Give every line of the listing word for word, beginning at the first and including the line with "const UNIT_RANGE: Range<f64> = 0.0..1.0;" as the last.

########

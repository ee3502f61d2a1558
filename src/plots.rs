use std::ops::Range;
use std::path::Path;

use itertools::Itertools;
use log::info;
use plotters::coord::Shift;
use plotters::prelude::*;

use crate::dataset::Dataset;
use crate::error::Result;
use crate::regression::{CostSurface, Theta};

/// Stride between wireframe lines of the cost surface.
const SURFACE_STRIDE: usize = 8;

const UNIT_RANGE: Range<f64> = 0.0..1.0;

pub fn render_svg<F>(path: impl AsRef<Path>, size: (u32, u32), draw: F) -> Result<()>
where
    F: FnOnce(&DrawingArea<SVGBackend, Shift>) -> Result<()>,
{
    let path = path.as_ref();
    let drawing_area = SVGBackend::new(path, size).into_drawing_area();

    draw(&drawing_area)?;
    drawing_area.present()?;

    info!("wrote {}", path.display());

    Ok(())
}

/// Training data with the line of `theta` on top, and the cost surface with
/// `theta` marked, stacked vertically.
pub fn plot_iteration<DB>(
    iteration: usize,
    data: &Dataset,
    theta: Theta,
    surface: &CostSurface,
    drawing_area: &DrawingArea<DB, Shift>,
) -> Result<()>
where
    DB: DrawingBackend,
{
    drawing_area.fill(&WHITE)?;

    let drawing_area =
        drawing_area.titled(&format!("iteration number : {iteration}"), ("Arial", 20))?;

    if let [upper, lower] = drawing_area.split_evenly((2, 1)).as_slice() {
        plot_fit(data, theta, "Plotting our hypothesis over training data", upper)?;
        plot_cost_surface(surface, theta, crate::regression::cost(theta, data), lower)?;
    }

    Ok(())
}

pub fn plot_fit<DB>(
    data: &Dataset,
    theta: Theta,
    caption: &str,
    drawing_area: &DrawingArea<DB, Shift>,
) -> Result<()>
where
    DB: DrawingBackend,
{
    drawing_area.fill(&WHITE)?;

    let points: Vec<(f64, f64)> = data.points().filter(|&point| is_finite(point)).collect();

    // diverged parameters leave no line to draw
    let line: Vec<(f64, f64)> = finite_bounds(points.iter().map(|&(x, _)| x))
        .map(|(min, max)| [(min, theta.hypothesis(min)), (max, theta.hypothesis(max))])
        .filter(|line| line.iter().all(|&point| is_finite(point)))
        .map(Vec::from)
        .unwrap_or_default();

    let x_range = axis_range(points.iter().map(|&(x, _)| x));
    let y_range = axis_range(points.iter().chain(&line).map(|&(_, y)| y));

    let mut chart_context = ChartBuilder::on(drawing_area)
        .caption(caption, ("Arial", 20))
        .set_all_label_area_size(50)
        .margin(20)
        .build_cartesian_2d(x_range, y_range)?;

    chart_context
        .configure_mesh()
        .x_labels(10)
        .x_desc("x values")
        .y_labels(10)
        .y_desc("y values")
        .draw()?;

    chart_context
        .draw_series(points.into_iter().map(|point| Circle::new(point, 3, CYAN.filled())))?
        .label("data points")
        .legend(|(x, y)| Circle::new((x, y), 3, CYAN.filled()));

    chart_context
        .draw_series(LineSeries::new(line, &BLACK))?
        .label("hypothesis")
        .legend(|(x, y)| PathElement::new(vec![(x, y), (x + 20, y)], BLACK));

    chart_context
        .configure_series_labels()
        .border_style(BLACK)
        .background_style(WHITE)
        .draw()?;

    Ok(())
}

/// Wireframe of `surface` in (θ₀, cost, θ₁) space with a marker at `theta`.
pub fn plot_cost_surface<DB>(
    surface: &CostSurface,
    theta: Theta,
    cost: f64,
    drawing_area: &DrawingArea<DB, Shift>,
) -> Result<()>
where
    DB: DrawingBackend,
{
    drawing_area.fill(&WHITE)?;

    let theta0_range = grid_range(&surface.theta0);
    let theta1_range = grid_range(&surface.theta1);
    let max_cost = if cost.is_finite() {
        surface.max_cost().max(cost)
    } else {
        surface.max_cost()
    };
    let cost_range = if max_cost > 0. { 0f64..max_cost } else { UNIT_RANGE };

    let mut chart_context = ChartBuilder::on(drawing_area)
        .caption("Cost Function (theta 0, cost, theta 1)", ("Arial", 20))
        .margin(20)
        .build_cartesian_3d(theta0_range.clone(), cost_range.clone(), theta1_range.clone())?;

    chart_context.with_projection(|mut pb| {
        pb.yaw = 0.17;
        pb.scale = 0.9;
        pb.into_matrix()
    });

    chart_context
        .configure_axes()
        .x_labels(5)
        .y_labels(5)
        .z_labels(5)
        .draw()?;

    let (rows, cols) = surface.cost.dim();

    for i in strided(rows) {
        chart_context.draw_series(LineSeries::new(
            (0..cols)
                .map(|j| (surface.theta0[j], surface.cost[[i, j]], surface.theta1[i]))
                .filter(|&(_, cost, _)| cost.is_finite()),
            BLUE.mix(0.3),
        ))?;
    }

    for j in strided(cols) {
        chart_context.draw_series(LineSeries::new(
            (0..rows)
                .map(|i| (surface.theta0[j], surface.cost[[i, j]], surface.theta1[i]))
                .filter(|&(_, cost, _)| cost.is_finite()),
            BLUE.mix(0.3),
        ))?;
    }

    let within = |range: &Range<f64>, value: f64| (range.start..=range.end).contains(&value);
    let on_chart = within(&theta0_range, theta.bias)
        && within(&theta1_range, theta.weight)
        && within(&cost_range, cost);

    if on_chart {
        chart_context.draw_series(std::iter::once(Circle::new(
            (theta.bias, cost, theta.weight),
            5,
            RED.filled(),
        )))?;
    }

    Ok(())
}

pub fn plot_predicted_vs_actual<DB>(
    data: &Dataset,
    theta: Theta,
    drawing_area: &DrawingArea<DB, Shift>,
) -> Result<()>
where
    DB: DrawingBackend,
{
    drawing_area.fill(&WHITE)?;

    let points: Vec<(f64, f64)> = data
        .points()
        .map(|(x, y)| (theta.hypothesis(x), y))
        .filter(|&point| is_finite(point))
        .collect();

    let predicted = axis_range(points.iter().map(|&(p, _)| p));
    let actual = axis_range(points.iter().map(|&(_, y)| y));

    let mut chart_context = ChartBuilder::on(drawing_area)
        .caption("Predicted vs Actual results", ("Arial", 20))
        .set_all_label_area_size(50)
        .margin(20)
        .build_cartesian_2d(predicted, actual)?;

    chart_context
        .configure_mesh()
        .x_labels(10)
        .x_desc("Predicted value")
        .y_labels(10)
        .y_desc("Actual value")
        .draw()?;

    chart_context.draw_series(
        points
            .into_iter()
            .map(|point| Circle::new(point, 3, CYAN.filled())),
    )?;

    Ok(())
}

pub fn plot_learning_curve<DB>(
    cost_history: &[f64],
    drawing_area: &DrawingArea<DB, Shift>,
) -> Result<()>
where
    DB: DrawingBackend,
{
    drawing_area.fill(&WHITE)?;

    let max_cost = finite_bounds(cost_history.iter().cloned())
        .map(|(_, max)| max)
        .filter(|&max| max > 0.)
        .unwrap_or(1.);
    let cost_ceiling = Some(max_cost * 1.05)
        .filter(|ceiling| ceiling.is_finite())
        .unwrap_or(max_cost);

    let mut chart_context = ChartBuilder::on(drawing_area)
        .caption("Learning Curve", ("Arial", 20))
        .set_all_label_area_size(70)
        .margin(20)
        .build_cartesian_2d(0..cost_history.len().max(1), 0f64..cost_ceiling)?;

    chart_context
        .configure_mesh()
        .x_labels(10)
        .x_desc("Number Of Iterations")
        .y_labels(10)
        .y_desc("Cost Function Value")
        .y_label_formatter(&|y| format!("{:.1e}", y))
        .draw()?;

    chart_context
        .draw_series(LineSeries::new(
            cost_history
                .iter()
                .enumerate()
                .filter(|(_, c)| c.is_finite())
                .map(|(i, &c)| (i, c)),
            &BLUE,
        ))?
        .label("Cost Function Curve")
        .legend(|(x, y)| PathElement::new(vec![(x, y), (x + 20, y)], BLUE));

    chart_context
        .configure_series_labels()
        .border_style(BLACK)
        .background_style(WHITE)
        .draw()?;

    Ok(())
}

fn strided(len: usize) -> impl Iterator<Item = usize> {
    (0..len)
        .step_by(SURFACE_STRIDE)
        .chain((len > 0 && (len - 1) % SURFACE_STRIDE != 0).then(|| len - 1))
}

fn grid_range(axis: &ndarray::Array1<f64>) -> Range<f64> {
    match (axis.first(), axis.last()) {
        (Some(&start), Some(&end)) if start < end => start..end,
        (Some(&start), _) => start - 1.0..start + 1.0,
        _ => UNIT_RANGE,
    }
}

fn is_finite((x, y): (f64, f64)) -> bool {
    x.is_finite() && y.is_finite()
}

/// Smallest and largest finite value, NaN and infinities skipped.
fn finite_bounds(values: impl Iterator<Item = f64>) -> Option<(f64, f64)> {
    values
        .filter(|v| v.is_finite())
        .minmax_by(f64::total_cmp)
        .into_option()
}

/// Padded chart axis over the finite `values`, the unit range when none are.
fn axis_range(values: impl Iterator<Item = f64>) -> Range<f64> {
    finite_bounds(values)
        .map(|(min, max)| padded(min, max))
        .unwrap_or(UNIT_RANGE)
}

fn padded(min: f64, max: f64) -> Range<f64> {
    let span = max - min;
    let magnitude = min.abs().max(max.abs());

    // plotters steps its key points by a fraction of the span, which must
    // stay above the resolution of the bounds themselves
    let pad = if span > magnitude * 1e-9 {
        span * 0.05
    } else {
        (magnitude * 0.05).max(1.)
    };

    let range = min - pad..max + pad;

    if (range.end - range.start).is_finite() {
        range
    } else {
        UNIT_RANGE
    }
}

########

:: Result ::
repository ee3502f61d2a1558
filename src/plots.rs
use std::ops::Range;
use std::path::Path;

use itertools::Itertools;
use log::info;
use plotters::coord::Shift;
use plotters::prelude::*;

use crate::dataset::Dataset;
use crate::error::Result;
use crate::regression::{CostSurface, Theta};

/// Stride between wireframe lines of the cost surface.
const SURFACE_STRIDE: usize = 8;

const UNIT_RANGE: Range<f64> = 0.0..1.0;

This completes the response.